Hampering the market recovery is the continued softness in levels of real estate lending. Mortgage originations fell by 7% in the fourth quarter from the previous quarter, according to the quarterly survey by the Mortgage Bankers Association (MBA).
The Northeast Composite Index, powered by the exceptional rebound in multifamily and office pricing, gained 12.3% from the market bottom, ending 2011 only 14.3% below the peak of the last boom cycle, reflecting an investor preference for the best assets and densely populated coastal markets. Pricing in the South, Midwest, and West regions is recovering at a more moderate pace, with the indices for each region finishing December 2011 down between 34% and 39% from the market peak.
However, the West won as the most improved region of the country, with the composite index advancing by 5.8% in 2011, compared with a 4% gain in the Northeast, a 2.2% gain in the Midwest, and a 6.9% loss in the South.
“Barriers to supply in the West have improved the marketability of CRE assets in this region as investors branch out to seek opportunities beyond the core coastal Northeastern markets,” CoStar said in the report.
In other CCRSI regional results among specific property types:
- Apartments were the only index to record positive gains in 2011 across all regions, while office recorded the second-best growth rate in 2011, with regional gains ranging from 8% in the West to 11% in the Midwest and Northeast.
- The South, the only region to record a loss on the overall composite index in 2011, recorded a 4% pricing loss in office.
- Retail, universally the worst performer, experienced losses ranging from 1.2% in the West to 10.3% in the South in 2011 prices.
- Fourth-quarter results in the Top 10 Largest Metro indices reflected the investor preferences for the best properties in the top markets. The Office Top 10 Largest Metro Index gained 23.8% since the trough of the last cycle as of the fourth quarter, significantly outperforming the 17.3% of the National Office index.

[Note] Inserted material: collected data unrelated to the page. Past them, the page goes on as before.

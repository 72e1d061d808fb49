//! Audio sources: whole files decoded to mono, and a push-driven stream for
//! live capture.

use crate::error::{Result, SonoscopeError};
use crate::types::AudioSamples;
use std::io::Cursor;
use symphonia::core::audio::SampleBuffer;
use symphonia::core::codecs::{DecoderOptions, CODEC_TYPE_NULL};
use symphonia::core::errors::Error as SymphoniaError;
use symphonia::core::formats::FormatOptions;
use symphonia::core::io::MediaSourceStream;
use symphonia::core::meta::MetadataOptions;
use symphonia::core::probe::Hint;

/// A source that yields one complete buffer.
pub trait AudioInput {
    fn is_supported(&self) -> bool;
    fn load_audio(&mut self) -> Result<AudioSamples>;
}

/// A source that delivers chunks to listeners while running.
pub trait AudioStream {
    fn is_supported(&self) -> bool;
    fn start(&mut self) -> Result<()>;
    fn stop(&mut self);
    fn add_listener(&mut self, listener: Box<dyn FnMut(&AudioSamples)>) -> ListenerId;
    fn remove_listener(&mut self, id: ListenerId) -> bool;
}

#[derive(Clone, Copy, Debug, PartialEq, Eq, Hash)]
pub struct ListenerId(u64);

/// In-memory audio file. Decoding happens on [`AudioInput::load_audio`].
#[derive(Clone, Debug, Default)]
pub struct FileAudioInput {
    file: Option<(String, Vec<u8>)>,
}

impl FileAudioInput {
    pub fn new() -> Self {
        Self::default()
    }

    pub fn set_file(&mut self, name: impl Into<String>, bytes: Vec<u8>) {
        self.file = Some((name.into(), bytes));
    }

    pub fn file_name(&self) -> Option<&str> {
        self.file.as_ref().map(|(name, _)| name.as_str())
    }
}

impl AudioInput for FileAudioInput {
    fn is_supported(&self) -> bool {
        true
    }

    fn load_audio(&mut self) -> Result<AudioSamples> {
        let (name, bytes) = self
            .file
            .as_ref()
            .ok_or_else(|| SonoscopeError::Decode("No file selected".into()))?;
        let extension = name.rsplit_once('.').map(|(_, ext)| ext.to_ascii_lowercase());
        let audio = decode_audio(bytes, extension.as_deref())?;
        log::info!(
            "Loaded {}: {} samples at {} Hz ({:.2}s)",
            name,
            audio.len(),
            audio.sample_rate(),
            audio.duration_secs()
        );
        Ok(audio)
    }
}

/// Decode WAV, FLAC or any symphonia-supported container to mono.
/// `extension` only guides format probing.
pub fn decode_audio(bytes: &[u8], extension: Option<&str>) -> Result<AudioSamples> {
    if bytes.len() >= 12 && &bytes[..4] == b"RIFF" && &bytes[8..12] == b"WAVE" {
        return decode_wav(bytes);
    }
    if bytes.starts_with(b"fLaC") {
        return decode_flac(bytes);
    }
    decode_with_symphonia(bytes, extension)
}

/// Average interleaved frames into one channel.
pub fn mix_to_mono(interleaved: &[f32], channels: usize) -> Vec<f32> {
    if channels <= 1 {
        return interleaved.to_vec();
    }
    interleaved
        .chunks_exact(channels)
        .map(|frame| frame.iter().sum::<f32>() / channels as f32)
        .collect()
}

fn decode_wav(bytes: &[u8]) -> Result<AudioSamples> {
    let mut reader = hound::WavReader::new(Cursor::new(bytes))
        .map_err(|e| SonoscopeError::Decode(format!("WAV: {e}")))?;
    let spec = reader.spec();
    let interleaved: Vec<f32> = match spec.sample_format {
        hound::SampleFormat::Float => reader
            .samples::<f32>()
            .collect::<std::result::Result<_, _>>()
            .map_err(|e| SonoscopeError::Decode(format!("WAV: {e}")))?,
        hound::SampleFormat::Int => {
            let scale = 1.0 / (1u64 << (spec.bits_per_sample.max(1) - 1)) as f32;
            reader
                .samples::<i32>()
                .map(|s| s.map(|v| v as f32 * scale))
                .collect::<std::result::Result<_, _>>()
                .map_err(|e| SonoscopeError::Decode(format!("WAV: {e}")))?
        }
    };
    AudioSamples::new(mix_to_mono(&interleaved, spec.channels as usize), spec.sample_rate)
}

fn decode_flac(bytes: &[u8]) -> Result<AudioSamples> {
    let mut reader = claxon::FlacReader::new(Cursor::new(bytes))
        .map_err(|e| SonoscopeError::Decode(format!("FLAC: {e}")))?;
    let info = reader.streaminfo();
    let scale = 1.0 / (1u64 << (info.bits_per_sample.max(1) - 1)) as f32;
    let interleaved: Vec<f32> = reader
        .samples()
        .map(|s| s.map(|v| v as f32 * scale))
        .collect::<std::result::Result<_, _>>()
        .map_err(|e| SonoscopeError::Decode(format!("FLAC: {e}")))?;
    AudioSamples::new(mix_to_mono(&interleaved, info.channels as usize), info.sample_rate)
}

fn decode_with_symphonia(bytes: &[u8], extension: Option<&str>) -> Result<AudioSamples> {
    let source = MediaSourceStream::new(Box::new(Cursor::new(bytes.to_vec())), Default::default());
    let mut hint = Hint::new();
    if let Some(ext) = extension {
        hint.with_extension(ext);
    }
    let probed = symphonia::default::get_probe()
        .format(&hint, source, &FormatOptions::default(), &MetadataOptions::default())
        .map_err(|e| SonoscopeError::Decode(format!("unrecognised audio format: {e}")))?;
    let mut format = probed.format;

    let track = format
        .tracks()
        .iter()
        .find(|t| t.codec_params.codec != CODEC_TYPE_NULL)
        .ok_or_else(|| SonoscopeError::Decode("no audio track".into()))?;
    let track_id = track.id;
    let sample_rate = track
        .codec_params
        .sample_rate
        .ok_or_else(|| SonoscopeError::Decode("unknown sample rate".into()))?;
    let mut decoder = symphonia::default::get_codecs()
        .make(&track.codec_params, &DecoderOptions::default())
        .map_err(|e| SonoscopeError::Decode(format!("unsupported codec: {e}")))?;

    let mut mono = Vec::new();
    loop {
        let packet = match format.next_packet() {
            Ok(packet) => packet,
            Err(SymphoniaError::IoError(e)) if e.kind() == std::io::ErrorKind::UnexpectedEof => {
                break
            }
            Err(SymphoniaError::ResetRequired) => break,
            Err(e) => return Err(SonoscopeError::Decode(e.to_string())),
        };
        if packet.track_id() != track_id {
            continue;
        }
        let decoded = match decoder.decode(&packet) {
            Ok(decoded) => decoded,
            Err(SymphoniaError::DecodeError(e)) => {
                log::warn!("Skipping undecodable packet: {e}");
                continue;
            }
            Err(e) => return Err(SonoscopeError::Decode(e.to_string())),
        };
        let spec = *decoded.spec();
        let mut buffer = SampleBuffer::<f32>::new(decoded.capacity() as u64, spec);
        buffer.copy_interleaved_ref(decoded);
        mono.extend(mix_to_mono(buffer.samples(), spec.channels.count()));
    }
    AudioSamples::new(mono, sample_rate)
}

type Listener = Box<dyn FnMut(&AudioSamples)>;

/// Push-driven live source. A capture backend calls [`StreamingInput::push_chunk`]
/// with each block; chunks are dropped while the stream is stopped.
pub struct StreamingInput {
    sample_rate: u32,
    running: bool,
    listeners: Vec<(ListenerId, Listener)>,
    next_listener: u64,
}

impl StreamingInput {
    pub fn new(sample_rate: u32) -> Result<Self> {
        if sample_rate == 0 {
            return Err(SonoscopeError::InvalidSampleRate(sample_rate));
        }
        Ok(Self {
            sample_rate,
            running: false,
            listeners: Vec::new(),
            next_listener: 0,
        })
    }

    pub fn sample_rate(&self) -> u32 {
        self.sample_rate
    }

    pub fn is_running(&self) -> bool {
        self.running
    }

    /// Deliver one mono chunk to every listener. Returns false if the chunk
    /// was dropped.
    pub fn push_chunk(&mut self, samples: Vec<f32>) -> Result<bool> {
        if !self.running || samples.is_empty() {
            return Ok(false);
        }
        let chunk = AudioSamples::new(samples, self.sample_rate)?;
        for (_, listener) in self.listeners.iter_mut() {
            listener(&chunk);
        }
        Ok(true)
    }
}

impl AudioStream for StreamingInput {
    fn is_supported(&self) -> bool {
        true
    }

    fn start(&mut self) -> Result<()> {
        if !self.running {
            self.running = true;
            log::info!("Streaming input started at {} Hz", self.sample_rate);
        }
        Ok(())
    }

    fn stop(&mut self) {
        if self.running {
            self.running = false;
            log::info!("Streaming input stopped");
        }
    }

    fn add_listener(&mut self, listener: Listener) -> ListenerId {
        self.next_listener += 1;
        let id = ListenerId(self.next_listener);
        self.listeners.push((id, listener));
        id
    }

    fn remove_listener(&mut self, id: ListenerId) -> bool {
        let before = self.listeners.len();
        self.listeners.retain(|(l, _)| *l != id);
        self.listeners.len() != before
    }
}

#[cfg(test)]
mod tests {
    use super::*;
    use std::cell::RefCell;
    use std::rc::Rc;

    fn wav_bytes(channels: u16, frames: &[[i16; 2]]) -> Vec<u8> {
        let spec = hound::WavSpec {
            channels,
            sample_rate: 8000,
            bits_per_sample: 16,
            sample_format: hound::SampleFormat::Int,
        };
        let mut cursor = Cursor::new(Vec::new());
        {
            let mut writer = hound::WavWriter::new(&mut cursor, spec).unwrap();
            for frame in frames {
                for &s in &frame[..channels as usize] {
                    writer.write_sample(s).unwrap();
                }
            }
            writer.finalize().unwrap();
        }
        cursor.into_inner()
    }

    #[test]
    fn stereo_wav_is_averaged_to_mono() {
        let bytes = wav_bytes(2, &[[16384, 0], [-16384, -16384], [0, 32767]]);
        let audio = decode_audio(&bytes, Some("wav")).unwrap();
        assert_eq!(audio.sample_rate(), 8000);
        assert_eq!(audio.len(), 3);
        assert!((audio.samples()[0] - 0.25).abs() < 1e-6);
        assert!((audio.samples()[1] + 0.5).abs() < 1e-6);
    }

    #[test]
    fn mono_wav_passes_through() {
        let bytes = wav_bytes(1, &[[8192, 0], [-8192, 0]]);
        let audio = decode_audio(&bytes, None).unwrap();
        assert_eq!(audio.samples(), &[0.25, -0.25]);
    }

    #[test]
    fn file_input_requires_a_file() {
        let mut input = FileAudioInput::new();
        assert_eq!(
            input.load_audio().unwrap_err(),
            SonoscopeError::Decode("No file selected".into())
        );
        input.set_file("clip.WAV", wav_bytes(1, &[[0, 0]; 10]));
        assert_eq!(input.file_name(), Some("clip.WAV"));
        assert_eq!(input.load_audio().unwrap().len(), 10);
    }

    #[test]
    fn garbage_is_a_decode_error() {
        assert!(matches!(
            decode_audio(b"definitely not audio", Some("mp3")),
            Err(SonoscopeError::Decode(_))
        ));
    }

    #[test]
    fn mixdown_handles_odd_channel_counts() {
        assert_eq!(mix_to_mono(&[1.0, 2.0, 3.0, 4.0, 5.0, 6.0], 3), vec![2.0, 5.0]);
        assert_eq!(mix_to_mono(&[1.0, 2.0], 1), vec![1.0, 2.0]);
    }

    #[test]
    fn stream_delivers_only_while_running() {
        let mut stream = StreamingInput::new(48000).unwrap();
        let received = Rc::new(RefCell::new(Vec::new()));
        let sink = received.clone();
        let id = stream.add_listener(Box::new(move |chunk: &AudioSamples| sink.borrow_mut().push(chunk.len())));

        assert!(!stream.push_chunk(vec![0.0; 128]).unwrap());
        stream.start().unwrap();
        assert!(stream.push_chunk(vec![0.0; 128]).unwrap());
        assert!(stream.push_chunk(vec![0.0; 64]).unwrap());
        stream.stop();
        assert!(!stream.push_chunk(vec![0.0; 32]).unwrap());
        assert_eq!(*received.borrow(), vec![128, 64]);

        assert!(stream.remove_listener(id));
        assert!(!stream.remove_listener(id));
        stream.start().unwrap();
        stream.push_chunk(vec![0.0; 16]).unwrap();
        assert_eq!(received.borrow().len(), 2);
    }

    #[test]
    fn stream_rejects_zero_rate() {
        assert!(StreamingInput::new(0).is_err());
    }
}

- The Multifamily Top 10 Index recovered 25.6% from its trough, compared with 21.6% in the overall multifamily index.
- The industrial and retail Top 10 Largest Metro Indices, however, underperformed their national counterparts. The Industrial Top 10 index declined by 11% compared with a 2.9% decline in the national index, while the retail top 10 metros also proved to be drag on the National Retail Index, with quarterly and annual losses nearly double the national average.